* _Exercise_
Look for the word "accounts" in the entries below, then copy every line that has it.

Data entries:
-=-=-

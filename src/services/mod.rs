// SPDX-License-Identifier: MIT
// Copyright 2026 Roland Dreier <roland@rolandd.dev>

//! Services module - business logic layer.

pub mod accounts;
pub mod signer;
pub mod spotify;
pub mod tokens;

pub use accounts::{AccountService, LinkOutcome};
pub use signer::{Signer, SignerError};
pub use spotify::{OAuthProvider, ProviderError, ProviderIdentity, ProviderTokens, SpotifyClient};
pub use tokens::{AccessClaims, AuthError, RefreshClaims, RefreshResponse, TokenService};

-=-=-

* _Result of the task_
pub mod accounts;
pub use accounts::{AccountService, LinkOutcome};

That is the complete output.